# 1. Introduction

Treves Li

UC Berkeley

2025-12-09

Create 3D digital twin of hillslope and colluvium at the Big C. Clustering interpolated EM results.

# 2. Setup and Imports

In [6]:
# Standard libraries
import pandas as pd
import geopandas as gpd
import matplotlib.pyplot as plt
import matplotlib.ticker as ticker
from pathlib import Path

# Set root path
import sys
root_path = Path.cwd().parents[0]
sys.path.append(str(root_path / "code"))

# Modelling libraries
from sklearn.preprocessing import StandardScaler
from sklearn.cluster import DBSCAN

# GIS helpers
# from common_utils.gis_helpers import em_inv2paraview, extract_elev_from_dem, filter_pred_intersect, format_csv2pointcloud
# from common_utils.emagpy_helpers import plot_inv_em_xsection
# from viz_helpers import voxelise_csv, plot_3d_voxel, plot_curtain_slice

# Plotting defaults
plt.rcParams['font.family'] = 'Helvetica'
plt.rcParams['xtick.direction'] = 'in'
plt.rcParams['ytick.direction'] = 'in'
plt.rcParams['xtick.top'] = True
plt.rcParams['ytick.right'] = True

In [4]:
df = gpd.read_file(root_path / "data" / "processed" / "20251123_em_processed" / "1437_processed_inv_doi_kriged_0pt5_cropped.csv")

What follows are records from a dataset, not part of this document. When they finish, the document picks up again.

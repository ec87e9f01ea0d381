//! Application configuration management.

use std::path::{Path, PathBuf};
use std::time::Duration;

use color_eyre::Result;
use serde::{Deserialize, Serialize};

/// Application configuration.
#[derive(Debug, Clone, Default, PartialEq, Eq, Serialize, Deserialize)]
pub struct Config {
    /// UI configuration
    #[serde(default)]
    pub ui: UiConfig,

    /// Cover art fetching
    #[serde(default)]
    pub covers: CoverConfig,
}

/// UI configuration.
#[derive(Debug, Clone, PartialEq, Eq, Serialize, Deserialize)]
pub struct UiConfig {
    /// Fetch and draw cover art (requires network access)
    #[serde(default = "default_true")]
    pub show_covers: bool,

    /// Interpolate hover effects instead of switching instantly
    #[serde(default = "default_true")]
    pub animations: bool,

    /// Capture the mouse for hover tracking
    #[serde(default = "default_true")]
    pub mouse: bool,

    /// Redraw interval in milliseconds
    #[serde(default = "default_tick_ms")]
    pub tick_ms: u64,
}

/// Cover art fetching configuration.
#[derive(Debug, Clone, PartialEq, Eq, Serialize, Deserialize)]
pub struct CoverConfig {
    /// HTTP timeout per cover, in seconds
    #[serde(default = "default_timeout_secs")]
    pub timeout_secs: u64,
}

fn default_true() -> bool {
    true
}

fn default_tick_ms() -> u64 {
    33
}

fn default_timeout_secs() -> u64 {
    10
}

impl Default for UiConfig {
    fn default() -> Self {
        Self {
            show_covers: true,
            animations: true,
            mouse: true,
            tick_ms: default_tick_ms(),
        }
    }
}

impl Default for CoverConfig {
    fn default() -> Self {
        Self {
            timeout_secs: default_timeout_secs(),
        }
    }
}

impl Config {
    /// Get the configuration file path.
    pub fn config_path() -> Result<PathBuf> {
        let config_dir = dirs::config_dir()
            .ok_or_else(|| color_eyre::eyre::eyre!("Could not determine config directory"))?;

        Ok(config_dir.join("yourvibe").join("config.toml"))
    }

    /// Load configuration from the default location.
    pub fn load() -> Result<Self> {
        Self::load_from(&Self::config_path()?)
    }

    /// Load configuration from a file; a missing file yields the defaults.
    pub fn load_from(path: &Path) -> Result<Self> {
        if !path.exists() {
            return Ok(Self::default());
        }

        let contents = std::fs::read_to_string(path)?;
        Self::parse(&contents)
    }

    /// Parse configuration from TOML text.
    pub fn parse(contents: &str) -> Result<Self> {
        let mut config: Config = toml::from_str(contents)?;

        // Keep the redraw loop responsive without spinning
        config.ui.tick_ms = config.ui.tick_ms.clamp(10, 250);

        Ok(config)
    }

    /// Interval between ticks of the UI loop.
    pub fn tick_rate(&self) -> Duration {
        Duration::from_millis(self.ui.tick_ms)
    }

    /// Timeout for a single cover request.
    pub fn cover_timeout(&self) -> Duration {
        Duration::from_secs(self.covers.timeout_secs.max(1))
    }
}
//! UI components module.

pub mod card;
pub mod cover;

pub use card::{render_card, Card};
pub use cover::{CoverArt, CoverSlot};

# 3. Cluster Points to Classify Colluvium

For detecting colluvium, resistivity is the most important, then maybe `z`. If we also cluster by x/y coordinates, otherwise clustering may be biased by spatial spread.

We can still include `x` and `y`, if we scale features to make all features comparable, since Euclidean distance is dominated by the **largest-scale feature**. After scaling, all features should then contribute equally.

In [7]:
scaler = StandardScaler()
features = df[['x', 'y', 'z', 'resistivity']].copy()
features_scaled = scaler.fit_transform(features)

Clustering algorithms:

* **K-Means**: Not ideal, since colluvium may be elongated along slope
* **Gaussian**: may struggle with irregular shapes
* **DBSCAN**: density-based, good for irregular shapes, no need to predefine number of clusters, but needs careful tuning of parameters

In [None]:
# Fit DBSCAN
db = DBSCAN(eps=0.5, min_samples=10)
labels = db.fit_predict(features_scaled)
df['cluster'] = labels

# TODO: hyperparameter tuning
# TODO: how do set 3 clusters